Dual-sport Glenwood athlete Abby Scruton inks to dive, play soccer for St. Francis
Whether she’s diving to save goals on the soccer field, or doing a twisting dive into the pool from the springboard, Glenwood Springs High School senior Abby Scruton has been turning heads for several years now.
After graduation this spring, she’ll be taking her talents to the Division I collegiate level, having signed on to compete in both sports at St. Francis College in Brooklyn, New York.
Scruton is the starting goalkeeper for the GSHS girls soccer team this spring, and took fourth place in the 1-meter diving competition at the Class 3A state swimming and diving championships in March.
After losing the 2020 spring soccer season to the COVID-19 shutdowns, Scuton said she wasn’t sure if it was going to come together for her to play college soccer.
But, after agreeing to dive for St. Francis earlier this year, she spoke with the respective coaches about doubling up and doing both sports, soccer in the fall and diving in the spring.
“Once I was able to commit to both, it really made me want to go there,” Scruton said. “I knew I wanted to be right in the city, and when my dad (Mark Scruton) and I visited St. Francis I really liked it.”
Scruton said she is leaning toward studying business, and is looking forward to the international flavor of a big-city college.
Soccer had always been Scruton’s first sport, in which she often played alongside her older sister, Celia, who signed to play this year for Evergreen in Washington state.
“Diving really only started for me as a freshman,” she said. “I never really thought about it until I went to a camp with my teammate (Libby Claassen) and I said, ’OK, I can do this.’”
It was Claassen’s mother, former collegiate diver Lara Claassen, who had the dream of starting a dive team as part of the GSHS girls swimming team four year ago when her daughter and Scruton were starting high school.
It doesn’t surprise her at all that Scruton is taking it to the next level.
“She used to be a gymnast, which is a nice foundation to work from,” coach Claassen said. “From the get-go, she just had a natural love of diving. To go into a program where she can train year round, it will be fun to see how far she can take it.”
In an odd way, diving can be good cross-training for soccer goalkeeping, Claassen said.

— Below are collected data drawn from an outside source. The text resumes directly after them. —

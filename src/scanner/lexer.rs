//! Scanner for toy-Pascal source
//!
//! Converts raw source text into a flat [`Token`] stream. At every
//! non-blank position the recognizers run in a fixed order: integer, string,
//! identifier/keyword, multi-character delimiter, single-character
//! delimiter. When nothing matches, the offending character is reported and
//! skipped, so scanning always reaches the end of the input.

use super::tables::{lookup_reserved, LiteralTable, ReservedSymbol};
use super::token::{SourceLocation, Token, TokenClass};
use crate::constants::{DELIMITER_CHARS, QUOTE};
use crate::diagnostics::{Diagnostic, DiagnosticKind, DiagnosticSink};

fn is_digit(ch: char) -> bool {
    ch.is_ascii_digit()
}

fn is_word(ch: char) -> bool {
    ch.is_ascii_alphanumeric() || ch == '_'
}

fn is_delimiter(ch: char) -> bool {
    DELIMITER_CHARS.contains(&ch)
}

/// Saved cursor state for one token of backtracking
#[derive(Debug, Clone, Copy)]
struct Checkpoint {
    position: usize,
    location: SourceLocation,
}

/// Scanner-internal read position plus the lexeme under construction
#[derive(Debug)]
struct ScanCursor {
    input: Vec<char>,
    position: usize,
    location: SourceLocation,
    lexeme: String,
    checkpoint: Option<Checkpoint>,
}

impl ScanCursor {
    fn new(source: &str) -> Self {
        Self {
            input: source.chars().collect(),
            position: 0,
            location: SourceLocation::default(),
            lexeme: String::new(),
            checkpoint: None,
        }
    }

    /// Current character without consuming it
    fn peek(&self) -> Option<char> {
        self.input.get(self.position).copied()
    }

    fn peek_is(&self, class: fn(char) -> bool) -> bool {
        self.peek().is_some_and(class)
    }

    fn advance(&mut self) -> Option<char> {
        let ch = self.peek()?;
        self.position += 1;
        if ch == '\n' {
            self.location.line += 1;
            self.location.column = 1;
        } else {
            self.location.column += 1;
        }
        Some(ch)
    }

    /// Consume the current character into the lexeme
    fn take(&mut self) {
        if let Some(ch) = self.advance() {
            self.lexeme.push(ch);
        }
    }

    fn skip_whitespace(&mut self) {
        while self.peek().is_some_and(char::is_whitespace) {
            self.advance();
        }
    }

    fn is_at_end(&self) -> bool {
        self.position >= self.input.len()
    }

    fn begin_lexeme(&mut self) {
        self.lexeme.clear();
        self.checkpoint = None;
    }

    fn save(&mut self) {
        self.checkpoint = Some(Checkpoint {
            position: self.position,
            location: self.location,
        });
    }

    /// Rewind to the saved checkpoint and drop the partial lexeme.
    fn restore(&mut self) {
        if let Some(checkpoint) = self.checkpoint.take() {
            self.position = checkpoint.position;
            self.location = checkpoint.location;
        }
        self.lexeme.clear();
    }
}

/// Tokenizer owning the per-class literal tables.
///
/// The literal tables persist across [`Scanner::tokenize`] calls on the
/// same instance: ids keep growing and are never reset. The token list
/// only holds the result of the latest call.
#[derive(Debug, Default)]
pub struct Scanner {
    tokens: Vec<Token>,
    integers: LiteralTable,
    strings: LiteralTable,
    identifiers: LiteralTable,
}

impl Scanner {
    pub fn new() -> Self {
        Self::default()
    }

    /// Tokenize the entire source, reporting lexical faults to `sink`.
    pub fn tokenize(&mut self, source: &str, sink: &mut dyn DiagnosticSink) -> Vec<Token> {
        let mut cursor = ScanCursor::new(source);
        let mut tokens = Vec::new();

        loop {
            cursor.skip_whitespace();
            if cursor.is_at_end() {
                break;
            }

            cursor.begin_lexeme();
            if let Some(token) = self.next_token(&mut cursor, sink) {
                tracing::trace!(
                    "found symbol {:?} for class {} with index {:?}",
                    token.text,
                    token.class,
                    token.index
                );
                tokens.push(token);
            }
        }

        self.tokens = tokens.clone();
        tokens
    }

    /// Tokens produced by the latest [`Scanner::tokenize`] call
    pub fn tokens(&self) -> &[Token] {
        &self.tokens
    }

    pub fn reserved_symbols(&self) -> &'static [ReservedSymbol] {
        super::tables::reserved_symbols()
    }

    /// Literal table for `class`; delimiters and the end marker have none.
    pub fn literals(&self, class: TokenClass) -> Option<&LiteralTable> {
        match class {
            TokenClass::Integer => Some(&self.integers),
            TokenClass::StringLiteral => Some(&self.strings),
            TokenClass::Identifier => Some(&self.identifiers),
            TokenClass::Delimiter | TokenClass::EndOfInput => None,
        }
    }

    pub fn integers(&self) -> &LiteralTable {
        &self.integers
    }

    pub fn strings(&self) -> &LiteralTable {
        &self.strings
    }

    pub fn identifiers(&self) -> &LiteralTable {
        &self.identifiers
    }

    /// Run the recognizers in priority order at the current position.
    ///
    /// Returns `None` when no token was produced; the cursor has then either
    /// skipped one unrecognized character or reached the end of input.
    fn next_token(
        &mut self,
        cursor: &mut ScanCursor,
        sink: &mut dyn DiagnosticSink,
    ) -> Option<Token> {
        let start = cursor.location;

        if let Some(token) = self.integer_literal(cursor, start) {
            return Some(token);
        }
        if let Some(token) = self.string_literal(cursor, start, sink) {
            return Some(token);
        }
        if let Some(token) = self.identifier_or_keyword(cursor, start) {
            return Some(token);
        }
        if let Some(token) = multi_char_delimiter(cursor, start) {
            return Some(token);
        }
        if let Some(token) = single_char_delimiter(cursor, start) {
            return Some(token);
        }

        if let Some(ch) = cursor.advance() {
            sink.report(Diagnostic::new(
                DiagnosticKind::UnrecognizedCharacter { ch },
                start,
            ));
        }
        None
    }

    fn literal_token(&mut self, class: TokenClass, text: &str, start: SourceLocation) -> Token {
        let table = match class {
            TokenClass::Integer => &mut self.integers,
            TokenClass::StringLiteral => &mut self.strings,
            _ => &mut self.identifiers,
        };
        let index = table.intern(text);
        Token::new(class, text.to_string(), index, start)
    }

    fn integer_literal(&mut self, cursor: &mut ScanCursor, start: SourceLocation) -> Option<Token> {
        if !cursor.peek_is(is_digit) {
            return None;
        }
        while cursor.peek_is(is_digit) {
            cursor.take();
        }
        let text = std::mem::take(&mut cursor.lexeme);
        Some(self.literal_token(TokenClass::Integer, &text, start))
    }

    /// Quoted text up to the next quote; no escapes, no nesting
    fn string_literal(
        &mut self,
        cursor: &mut ScanCursor,
        start: SourceLocation,
        sink: &mut dyn DiagnosticSink,
    ) -> Option<Token> {
        if cursor.peek() != Some(QUOTE) {
            return None;
        }
        cursor.advance(); // opening quote

        while cursor.peek().is_some_and(|ch| ch != QUOTE) {
            cursor.take();
        }

        if cursor.peek() == Some(QUOTE) {
            cursor.advance(); // closing quote
            let text = std::mem::take(&mut cursor.lexeme);
            Some(self.literal_token(TokenClass::StringLiteral, &text, start))
        } else {
            // The cursor stays at the end of input
            sink.report(Diagnostic::new(DiagnosticKind::UnterminatedString, start));
            cursor.lexeme.clear();
            None
        }
    }

    fn identifier_or_keyword(
        &mut self,
        cursor: &mut ScanCursor,
        start: SourceLocation,
    ) -> Option<Token> {
        if !cursor.peek_is(is_word) {
            return None;
        }
        while cursor.peek_is(is_word) {
            cursor.take();
        }

        let text = std::mem::take(&mut cursor.lexeme);
        let token = match lookup_reserved(&text) {
            Some(index) => Token::new(TokenClass::Delimiter, text, index, start),
            None => self.literal_token(TokenClass::Identifier, &text, start),
        };
        Some(token)
    }
}

/// Longest run of delimiter characters, if the whole run is reserved.
///
/// Runs shorter than two characters, and runs with no reserved entry, are
/// rolled back so the single-character recognizer can retry.
fn multi_char_delimiter(cursor: &mut ScanCursor, start: SourceLocation) -> Option<Token> {
    if !cursor.peek_is(is_delimiter) {
        return None;
    }

    cursor.save();
    while cursor.peek_is(is_delimiter) {
        cursor.take();
    }

    if cursor.lexeme.chars().count() >= 2 {
        if let Some(index) = lookup_reserved(&cursor.lexeme) {
            let text = std::mem::take(&mut cursor.lexeme);
            return Some(Token::new(TokenClass::Delimiter, text, index, start));
        }
    }

    cursor.restore();
    None
}

fn single_char_delimiter(cursor: &mut ScanCursor, start: SourceLocation) -> Option<Token> {
    let ch = cursor.peek().filter(|&ch| is_delimiter(ch))?;
    let mut buf = [0; 4];
    let index = lookup_reserved(ch.encode_utf8(&mut buf))?;

    cursor.take();
    let text = std::mem::take(&mut cursor.lexeme);
    Some(Token::new(TokenClass::Delimiter, text, index, start))
}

“Diving creates a tremendous sense of foot strength, balance and body awareness, and I think when she started diving it only improved her soccer,” she said.
Longtime Glenwood Springs youth soccer coach Ben Peery, who coached Scruton as part of a state traveling team when she was younger, would agree.
“She’s just fearless, and one of the most courageous goalkeepers I’ve ever seen … very agile, and quick,” he said. “Warrior is a word that gets used a lot, but she really is that kind of player. She’s like a bouncing flea out there, and will sacrifice herself to make these ridiculous saves.”
Scruton recalled that she was trying out for the girls basketball team her freshman year, when the Claassens talked her into taking up diving instead.
“It was a really good choice,” Scruton said.
She said she looks forward to adding the 3-meter springboard to her diving repertoire in college.
Both Abby and Celia Scruton were on the Demons dive team in winter 2020 along with Claassen and Juliet McGill; a season in which they enjoyed unprecedented success. Then came the pandemic and the lost soccer season, which was to be the last for the Scruton sisters to play together as high school teammates.
That was tough, she said. But she’s thrilled to be back on the field this season with fellow senior teammates Maddie Moser, Maya Elias and Tatum Lilly.
“I really want to help the underclassmen build the team back into that position we used to be in, where we were making it to the playoffs every year,” she said. “That’s been a lot of my motivation this season.”
After the season, Scruton said she looks forward to training over the summer with her sister.
Collegiate level soccer and diving will require a lot of focus and determination, she acknowledges.
“I know I’m going to have to work really hard in the summer … just to better my skills, because it’s a different level. I want to be able to go in ready,” she said.